Your objective =
In the listing below, the line containing "each stage runs" marks the end; copy exactly every line from the first through that one.

+ + + + + + +

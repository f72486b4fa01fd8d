use crate::buffer::{pipe, PipeReader};
use crate::compiler;
use crate::config::{PipeConfig, RunContext};
use crate::error::{PipelineError, Result};
use crate::metrics::{PipeMetrics, RunReport, StageSnapshot};
use crate::stage::{Stage, StageRunner};
use chrono::NaiveDate;
use crossbeam::thread::{self, ScopedJoinHandle};
use log::debug;
use std::fmt;
use std::io::{self, Read, Write};
use std::time::{Duration, Instant};

/// An ordered chain of stages, in data-flow order.
///
/// Stages keep per-run state, so running a pipeline consumes it; compile the
/// program again for another run.
pub struct Pipeline {
    stages: Vec<Box<dyn Stage>>,
    config: PipeConfig,
    today: Option<NaiveDate>,
}

impl Pipeline {
    /// Create a pipeline from already configured stages
    pub fn new(stages: Vec<Box<dyn Stage>>) -> Self {
        Self {
            stages,
            config: PipeConfig::default(),
            today: None,
        }
    }

    /// Compile a program, see [`compiler::compile`]
    pub fn compile(program: &str) -> Result<Self> {
        compiler::compile(program)
    }

    /// Append a stage at the end of the chain
    pub fn push(&mut self, stage: Box<dyn Stage>) {
        self.stages.push(stage);
    }

    /// Size the pipes between stages
    pub fn with_config(mut self, config: PipeConfig) -> Result<Self> {
        config.validate()?;
        self.config = config;
        Ok(self)
    }

    /// Pin the date stages see instead of reading the clock at run start
    pub fn with_today(mut self, today: NaiveDate) -> Self {
        self.today = Some(today);
        self
    }

    pub fn len(&self) -> usize {
        self.stages.len()
    }

    pub fn is_empty(&self) -> bool {
        self.stages.is_empty()
    }

    pub fn stage_names(&self) -> Vec<&str> {
        self.stages.iter().map(|s| s.name()).collect()
    }

    /// Stream `input` through every stage into `output`.
    ///
    /// A feeder thread copies `input` into the first pipe and each stage runs
    /// on its own thread; the calling thread drains the last pipe into
    /// `output` and returns once everything has finished, the feeder
    /// included. An empty pipeline copies `input` unchanged.
    pub fn run<R, W>(self, mut input: R, mut output: W) -> Result<RunReport>
    where
        R: Read + Send,
        W: Write,
    {
        if self.stages.is_empty() {
            let started = Instant::now();
            io::copy(&mut input, &mut output)?;
            output.flush()?;
            return Ok(RunReport {
                stages: Vec::new(),
                elapsed: started.elapsed(),
            });
        }

        let (first, mut feed) = pipe(&self.config);
        let outcome = thread::scope(|s| {
            let feeder = s.spawn(move |_| -> Result<()> {
                io::copy(&mut input, &mut feed)?;
                Ok(())
            });
            let report = self.run_from(first, output);
            (report, join(feeder, "feeder"))
        });
        let (report, fed) = outcome
            .map_err(|_| PipelineError::ThreadError("pipeline scope panicked".into()))?;

        let report = report?;
        if let Err(e) = fed {
            if !e.is_broken_pipe() {
                return Err(e);
            }
        }
        Ok(report)
    }

    /// Stream an already connected pipe through every stage into `output`.
    ///
    /// The caller keeps the writing end. Nothing waits on that writer, so a
    /// producer stuck on a blocking read does not hold the run open once the
    /// stages are done; it sees a broken pipe on its next write instead.
    pub fn run_from<W: Write>(self, input: PipeReader, mut output: W) -> Result<RunReport> {
        let started = Instant::now();
        let ctx = self.today.map_or_else(RunContext::now, RunContext::on);
        let Pipeline {
            mut stages, config, ..
        } = self;

        if stages.is_empty() {
            let mut input = input;
            io::copy(&mut input, &mut output)?;
            output.flush()?;
            return Ok(RunReport {
                stages: Vec::new(),
                elapsed: started.elapsed(),
            });
        }

        let mut metrics: Vec<PipeMetrics> = vec![input.metrics().clone()];
        let mut runners = Vec::with_capacity(stages.len());
        let mut upstream = input;
        for _ in 0..stages.len() {
            let (downstream, writer) = pipe(&config);
            metrics.push(downstream.metrics().clone());
            runners.push(StageRunner::new(upstream, writer));
            upstream = downstream;
        }
        let mut drain = upstream;
        let names: Vec<String> = stages.iter().map(|s| s.name().to_string()).collect();

        let outcome = thread::scope(|s| {
            let ctx = &ctx;
            let workers: Vec<_> = runners
                .into_iter()
                .zip(stages.iter_mut())
                .map(|(runner, stage)| s.spawn(move |_| runner.run(stage.as_mut(), ctx)))
                .collect();

            let drained = io::copy(&mut drain, &mut output).and_then(|_| output.flush());
            drop(drain);

            let results: Vec<_> = workers
                .into_iter()
                .zip(&names)
                .map(|(worker, name)| join(worker, name))
                .collect();
            (drained, results)
        });
        let (drained, results) = outcome
            .map_err(|_| PipelineError::ThreadError("pipeline scope panicked".into()))?;

        let mut failure = None;
        let mut timings = Vec::with_capacity(results.len());
        for result in results {
            match result {
                Ok(elapsed) => timings.push(elapsed),
                Err(e) => {
                    timings.push(Duration::ZERO);
                    if failure.is_none() && !e.is_broken_pipe() {
                        failure = Some(e);
                    }
                }
            }
        }
        if let Some(e) = failure {
            return Err(e);
        }
        drained?;

        let report = RunReport {
            stages: names
                .iter()
                .zip(timings)
                .enumerate()
                .map(|(i, (name, elapsed))| {
                    StageSnapshot::from_pipes(name.as_str(), &metrics[i], &metrics[i + 1], elapsed)
                })
                .collect(),
            elapsed: started.elapsed(),
        };
        debug!("{}", report);
        Ok(report)
    }
}

fn join<T>(handle: ScopedJoinHandle<'_, Result<T>>, what: &str) -> Result<T> {
    handle
        .join()
        .map_err(|_| PipelineError::ThreadError(format!("{} panicked", what)))?
}

impl fmt::Debug for Pipeline {
    fn fmt(&self, f: &mut fmt::Formatter<'_>) -> fmt::Result {
        f.debug_struct("Pipeline")
            .field("stages", &self.stage_names())
            .field("config", &self.config)
            .field("today", &self.today)
            .finish()
    }
}

#[cfg(test)]
mod tests {
    use super::*;
    use crate::stages::NoEmpty;

    struct Panicking;

    impl Stage for Panicking {
        fn name(&self) -> &str {
            "panicking"
        }

        fn process(&mut self, _input: &mut PipeReader, _output: &mut dyn Write) -> Result<()> {
            panic!("stage blew up");
        }
    }

    #[test]
    fn test_empty_pipeline_copies_input() {
        let mut out = Vec::new();
        let report = Pipeline::new(Vec::new()).run(&b"as is\n\n"[..], &mut out).unwrap();
        assert_eq!(out, b"as is\n\n");
        assert!(report.stages.is_empty());
    }

    #[test]
    fn test_run_reports_each_stage() {
        let mut pipeline = Pipeline::new(Vec::new());
        pipeline.push(Box::new(NoEmpty));
        pipeline.push(Box::new(NoEmpty));

        let mut out = Vec::new();
        let report = pipeline.run(&b"a\n\nb\n"[..], &mut out).unwrap();
        assert_eq!(out, b"a\nb\n");
        assert_eq!(report.stages.len(), 2);
        assert_eq!(report.stages[0].bytes_in, 5);
        assert_eq!(report.stages[0].bytes_out, 4);
        assert_eq!(report.stages[1].bytes_in, 4);
    }

    #[test]
    fn test_invalid_config_rejected() {
        let err = Pipeline::new(Vec::new())
            .with_config(PipeConfig::new(16, 32))
            .unwrap_err();
        assert!(matches!(err, PipelineError::ConfigError(_)));
    }

    struct Rejecting;

    impl Stage for Rejecting {
        fn name(&self) -> &str {
            "rejecting"
        }

        fn process(&mut self, _input: &mut PipeReader, _output: &mut dyn Write) -> Result<()> {
            Err(PipelineError::ConfigError("rejected".into()))
        }
    }

    #[test]
    fn test_run_from_returns_while_writer_is_idle() {
        let config = PipeConfig::default();
        let (input, mut feed) = pipe(&config);
        feed.write_all(b"pending\n").unwrap();

        let mut pipeline = Pipeline::new(Vec::new());
        pipeline.push(Box::new(Rejecting));
        let err = pipeline.run_from(input, io::sink()).unwrap_err();
        assert!(matches!(err, PipelineError::StageError { ref stage, .. } if stage == "rejecting"));

        let broken = feed.write(b"more").unwrap_err();
        assert_eq!(broken.kind(), io::ErrorKind::BrokenPipe);
    }

    #[test]
    fn test_run_from_empty_pipeline_copies_pipe() {
        let (input, mut feed) = pipe(&PipeConfig::default());
        feed.write_all(b"a\n\nb").unwrap();
        feed.close();

        let mut out = Vec::new();
        Pipeline::new(Vec::new()).run_from(input, &mut out).unwrap();
        assert_eq!(out, b"a\n\nb");
    }

    #[test]
    fn test_panicking_stage_does_not_hang() {
        let mut pipeline = Pipeline::new(Vec::new());
        pipeline.push(Box::new(NoEmpty));
        pipeline.push(Box::new(Panicking));
        pipeline.push(Box::new(NoEmpty));

        let input = "x\n".repeat(250_000);
        let err = pipeline.run(input.as_bytes(), io::sink()).unwrap_err();
        assert!(matches!(err, PipelineError::ThreadError(_)));
    }
}
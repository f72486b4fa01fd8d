//! Single-producer/single-consumer byte ring connecting two stages.
//!
//! The writer copies into the free tail of a fixed allocation; the reader
//! looks at unread bytes in place through a window and releases them once
//! consumed. Nothing is copied into an intermediate owned structure.
//!
//! Unread bytes always form one contiguous run `[read, write)`. When the tail
//! is exhausted the writer slides that run back to offset zero, but only while
//! the reader is parked waiting for data, which is the only time it holds no
//! window into the ring.

use crate::config::PipeConfig;
use crate::error::{PipelineError, Result};
use crate::metrics::PipeMetrics;
use parking_lot::{Condvar, Mutex, MutexGuard};
use std::io::{self, BufRead, Read, Write};
use std::ptr::{self, NonNull};
use std::slice;
use std::sync::Arc;

/// Create a connected reader/writer pair sized by `config`.
///
/// # Panics
///
/// Panics if the capacity is zero or the window is not below the capacity.
pub fn pipe(config: &PipeConfig) -> (PipeReader, PipeWriter) {
    assert!(config.capacity > 0, "pipe capacity must be non-zero");
    assert!(
        config.max_window < config.capacity,
        "max window {} must be below capacity {}",
        config.max_window,
        config.capacity
    );

    let storage = vec![0u8; config.capacity].into_boxed_slice();
    let shared = Arc::new(Shared {
        data: NonNull::from(Box::leak(storage)).cast::<u8>(),
        capacity: config.capacity,
        state: Mutex::new(State::default()),
        readable: Condvar::new(),
        writable: Condvar::new(),
        metrics: PipeMetrics::new(),
    });

    let reader = PipeReader {
        shared: Arc::clone(&shared),
        start: 0,
        len: 0,
        max_window: config.max_window,
        read_chunk: config.read_chunk.min(config.max_window).max(1),
    };
    let writer = PipeWriter { shared };
    (reader, writer)
}

#[derive(Debug, Default)]
struct State {
    /// Physical offset of the first unread byte
    read: usize,
    /// Physical offset one past the last published byte
    write: usize,
    closed: bool,
    reader_parked: bool,
    reader_gone: bool,
}

struct Shared {
    data: NonNull<u8>,
    capacity: usize,
    state: Mutex<State>,
    /// Signaled by the writer: bytes published or pipe closed
    readable: Condvar,
    /// Signaled by the reader: bytes released, reader parked or dropped
    writable: Condvar,
    metrics: PipeMetrics,
}

// SAFETY: the raw allocation is only reached through the access protocol
// documented on `PipeReader::window` and `PipeWriter::write`; all offsets are
// exchanged under `state`.
unsafe impl Send for Shared {}
unsafe impl Sync for Shared {}

impl Drop for Shared {
    fn drop(&mut self) {
        let storage = ptr::slice_from_raw_parts_mut(self.data.as_ptr(), self.capacity);
        // SAFETY: `data` came from `Box::leak` of a boxed slice of `capacity`
        // bytes, and this is the last handle to it.
        unsafe { drop(Box::from_raw(storage)) };
    }
}

/// Consuming end of a pipe.
///
/// Bytes are looked at through [`window`](PipeReader::window), grown with
/// [`next`](PipeReader::next) and consumed with
/// [`release`](PipeReader::release). Dropping the reader tells the writer no
/// one is listening anymore.
pub struct PipeReader {
    shared: Arc<Shared>,
    /// Physical offset of the window, equal to `state.read` outside `fill`
    start: usize,
    len: usize,
    max_window: usize,
    read_chunk: usize,
}

impl PipeReader {
    /// Grow the window by `n` bytes, capped at the maximum window.
    ///
    /// Blocks until the bytes are available. If the writer closes first, the
    /// window takes whatever is left and the call still succeeds; the next
    /// call then reports end-of-stream. Returns `false` when nothing can be
    /// added: end-of-stream, or the window already at its maximum.
    ///
    /// # Panics
    ///
    /// Panics if `n` is larger than the pipe can ever hold.
    pub fn next(&mut self, n: usize) -> bool {
        self.fill(n, n)
    }

    /// Unread bytes currently in view
    pub fn window(&self) -> &[u8] {
        // SAFETY: `[start, start + len)` was published by the writer under the
        // state lock and stays untouched until released. The writer only moves
        // bytes while the reader is parked inside `fill`, which requires
        // `&mut self`, so no slice returned here can be alive at that point.
        unsafe { slice::from_raw_parts(self.shared.data.as_ptr().add(self.start), self.len) }
    }

    /// Consume the first `n` bytes of the window, making room for the writer.
    ///
    /// # Panics
    ///
    /// Panics if `n` is larger than the window.
    pub fn release(&mut self, n: usize) {
        assert!(
            n <= self.len,
            "release of {} bytes exceeds window of {}",
            n,
            self.len
        );
        if n == 0 {
            return;
        }

        let mut state = self.shared.state.lock();
        state.read += n;
        self.start = state.read;
        self.len -= n;
        drop(state);

        self.shared.writable.notify_one();
        self.shared.metrics.record_released(n);
    }

    /// Largest window this reader may hold
    pub fn max_window(&self) -> usize {
        self.max_window
    }

    /// Counters shared with the writer
    pub fn metrics(&self) -> &PipeMetrics {
        &self.shared.metrics
    }

    /// Scan the remaining input line by line
    pub fn scan_lines(&mut self) -> Lines<'_> {
        let chunk = self.read_chunk;
        Lines {
            input: self,
            chunk,
            consumed: 0,
            skip_newline: false,
        }
    }

    /// Wait until the window holds at least `min_grow` more bytes, taking up to
    /// `max_grow` if they are already there.
    fn fill(&mut self, min_grow: usize, max_grow: usize) -> bool {
        assert!(
            min_grow <= self.shared.capacity,
            "look-ahead of {} bytes exceeds pipe capacity of {}",
            min_grow,
            self.shared.capacity
        );
        let want = (self.len + min_grow).min(self.max_window);
        let limit = (self.len + max_grow.max(min_grow)).min(self.max_window);
        if want <= self.len {
            return false;
        }

        let shared = &*self.shared;
        let mut state = shared.state.lock();
        loop {
            let available = state.write - state.read;
            if available >= want {
                self.len = available.min(limit);
                return true;
            }
            if state.closed {
                if available > self.len {
                    self.len = available;
                    return true;
                }
                return false;
            }

            self.start = park(shared, &mut state);
        }
    }

    /// Wait for the byte right after the window without growing it.
    /// Returns `None` when the stream ends at the window's edge.
    fn peek_past_window(&mut self) -> Option<u8> {
        let shared = &*self.shared;
        let mut state = shared.state.lock();
        loop {
            if state.write - state.read > self.len {
                // SAFETY: the byte is published and not yet released, so it
                // lies inside `[read, write)` which the writer leaves alone.
                return Some(unsafe { *shared.data.as_ptr().add(self.start + self.len) });
            }
            if state.closed {
                return None;
            }
            self.start = park(shared, &mut state);
        }
    }
}

/// Block the reader until the writer signals, letting it compact meanwhile.
/// Returns the read offset, which compaction may have moved.
fn park(shared: &Shared, state: &mut MutexGuard<'_, State>) -> usize {
    state.reader_parked = true;
    shared.writable.notify_one();
    shared.readable.wait(state);
    state.reader_parked = false;
    state.read
}

impl Read for PipeReader {
    fn read(&mut self, buf: &mut [u8]) -> io::Result<usize> {
        if buf.is_empty() {
            return Ok(0);
        }
        if self.len == 0 && !self.fill(1, buf.len()) {
            return Ok(0);
        }

        let n = self.len.min(buf.len());
        buf[..n].copy_from_slice(&self.window()[..n]);
        self.release(n);
        Ok(n)
    }
}

impl BufRead for PipeReader {
    fn fill_buf(&mut self) -> io::Result<&[u8]> {
        if self.len == 0 {
            self.fill(1, self.max_window);
        }
        Ok(self.window())
    }

    fn consume(&mut self, amt: usize) {
        self.release(amt);
    }
}

impl Drop for PipeReader {
    fn drop(&mut self) {
        self.shared.state.lock().reader_gone = true;
        self.shared.writable.notify_one();
    }
}

/// Producing end of a pipe.
///
/// Dropping the writer closes the pipe, so a stage that bails out early still
/// lets its consumer observe end-of-stream.
pub struct PipeWriter {
    shared: Arc<Shared>,
}

impl PipeWriter {
    /// Mark the pipe closed; buffered bytes stay readable
    pub fn close(self) {
        drop(self);
    }

    /// Counters shared with the reader
    pub fn metrics(&self) -> &PipeMetrics {
        &self.shared.metrics
    }

    /// Find free room at the tail, compacting or waiting as needed.
    /// Returns the physical offset and the number of free bytes there.
    fn reserve(&mut self) -> io::Result<(usize, usize)> {
        let shared = &*self.shared;
        let mut state = shared.state.lock();
        let mut blocked = false;
        loop {
            if state.reader_gone {
                return Err(io::Error::new(
                    io::ErrorKind::BrokenPipe,
                    "pipe reader has been dropped",
                ));
            }

            let tail = shared.capacity - state.write;
            if tail > 0 {
                return Ok((state.write, tail));
            }

            if state.read > 0 && state.reader_parked {
                let unread = state.write - state.read;
                let base = shared.data.as_ptr();
                // SAFETY: the reader is parked and holds no window; both ranges
                // lie inside the allocation and `ptr::copy` handles overlap.
                unsafe { ptr::copy(base.add(state.read), base, unread) };
                state.read = 0;
                state.write = unread;
                shared.metrics.record_compaction();
                continue;
            }

            if !blocked {
                blocked = true;
                shared.metrics.record_block();
            }
            shared.writable.wait(&mut state);
        }
    }
}

impl Write for PipeWriter {
    /// Copy as much of `buf` as fits, blocking until at least one byte does.
    ///
    /// Writes never need contiguous room for the whole slice, so a large
    /// write makes progress while the reader drains instead of waiting for a
    /// gap the reader may never open.
    fn write(&mut self, buf: &[u8]) -> io::Result<usize> {
        if buf.is_empty() {
            return Ok(0);
        }

        let (offset, room) = self.reserve()?;
        let n = room.min(buf.len());
        // SAFETY: `[offset, offset + n)` lies past the published write offset,
        // where the reader never looks, and only this writer moves bytes.
        unsafe {
            ptr::copy_nonoverlapping(buf.as_ptr(), self.shared.data.as_ptr().add(offset), n)
        };

        self.shared.state.lock().write = offset + n;
        self.shared.readable.notify_one();
        self.shared.metrics.record_written(n);
        Ok(n)
    }

    fn flush(&mut self) -> io::Result<()> {
        Ok(())
    }
}

impl Drop for PipeWriter {
    fn drop(&mut self) {
        self.shared.state.lock().closed = true;
        self.shared.readable.notify_one();
    }
}

/// Line scanner over a [`PipeReader`].
///
/// Lines are returned without their `\n` (and without a trailing `\r`). A
/// final line missing its terminator is still returned.
pub struct Lines<'a> {
    input: &'a mut PipeReader,
    chunk: usize,
    /// Bytes of the previously returned line still to release
    consumed: usize,
    /// The previous line filled the whole window and its `\n` sits past it
    skip_newline: bool,
}

impl<'a> Lines<'a> {
    /// Advance to the next line; `None` at end-of-stream
    pub fn next_line(&mut self) -> Result<Option<&[u8]>> {
        self.input.release(self.consumed);
        self.consumed = 0;
        if self.skip_newline {
            self.skip_newline = false;
            if self.input.next(1) {
                self.input.release(1);
            }
        }

        let mut scanned = 0;
        let end = loop {
            let window = self.input.window();
            if let Some(i) = window[scanned..].iter().position(|&b| b == b'\n') {
                let end = scanned + i;
                self.consumed = end + 1;
                break end;
            }
            scanned = window.len();

            if !self.input.next(self.chunk) {
                let len = self.input.window().len();
                if len == 0 {
                    return Ok(None);
                }
                if len >= self.input.max_window() {
                    match self.input.peek_past_window() {
                        None => {}
                        Some(b'\n') => self.skip_newline = true,
                        Some(_) => {
                            return Err(PipelineError::LineTooLong {
                                limit: self.input.max_window(),
                            })
                        }
                    }
                }
                self.consumed = len;
                break len;
            }
        };

        let line = &self.input.window()[..end];
        Ok(Some(line.strip_suffix(b"\r").unwrap_or(line)))
    }
}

+ + + + + + +

Task answer =
repository f72486b4fa01fd8d
use crate::buffer::{pipe, PipeReader};
use crate::compiler;
use crate::config::{PipeConfig, RunContext};
use crate::error::{PipelineError, Result};
use crate::metrics::{PipeMetrics, RunReport, StageSnapshot};
use crate::stage::{Stage, StageRunner};
use chrono::NaiveDate;
use crossbeam::thread::{self, ScopedJoinHandle};
use log::debug;
use std::fmt;
use std::io::{self, Read, Write};
use std::time::{Duration, Instant};

/// An ordered chain of stages, in data-flow order.
///
/// Stages keep per-run state, so running a pipeline consumes it; compile the
/// program again for another run.
pub struct Pipeline {
    stages: Vec<Box<dyn Stage>>,
    config: PipeConfig,
    today: Option<NaiveDate>,
}

impl Pipeline {
    /// Create a pipeline from already configured stages
    pub fn new(stages: Vec<Box<dyn Stage>>) -> Self {
        Self {
            stages,
            config: PipeConfig::default(),
            today: None,
        }
    }

    /// Compile a program, see [`compiler::compile`]
    pub fn compile(program: &str) -> Result<Self> {
        compiler::compile(program)
    }

    /// Append a stage at the end of the chain
    pub fn push(&mut self, stage: Box<dyn Stage>) {
        self.stages.push(stage);
    }

    /// Size the pipes between stages
    pub fn with_config(mut self, config: PipeConfig) -> Result<Self> {
        config.validate()?;
        self.config = config;
        Ok(self)
    }

    /// Pin the date stages see instead of reading the clock at run start
    pub fn with_today(mut self, today: NaiveDate) -> Self {
        self.today = Some(today);
        self
    }

    pub fn len(&self) -> usize {
        self.stages.len()
    }

    pub fn is_empty(&self) -> bool {
        self.stages.is_empty()
    }

    pub fn stage_names(&self) -> Vec<&str> {
        self.stages.iter().map(|s| s.name()).collect()
    }

    /// Stream `input` through every stage into `output`.
    ///
    /// A feeder thread copies `input` into the first pipe and each stage runs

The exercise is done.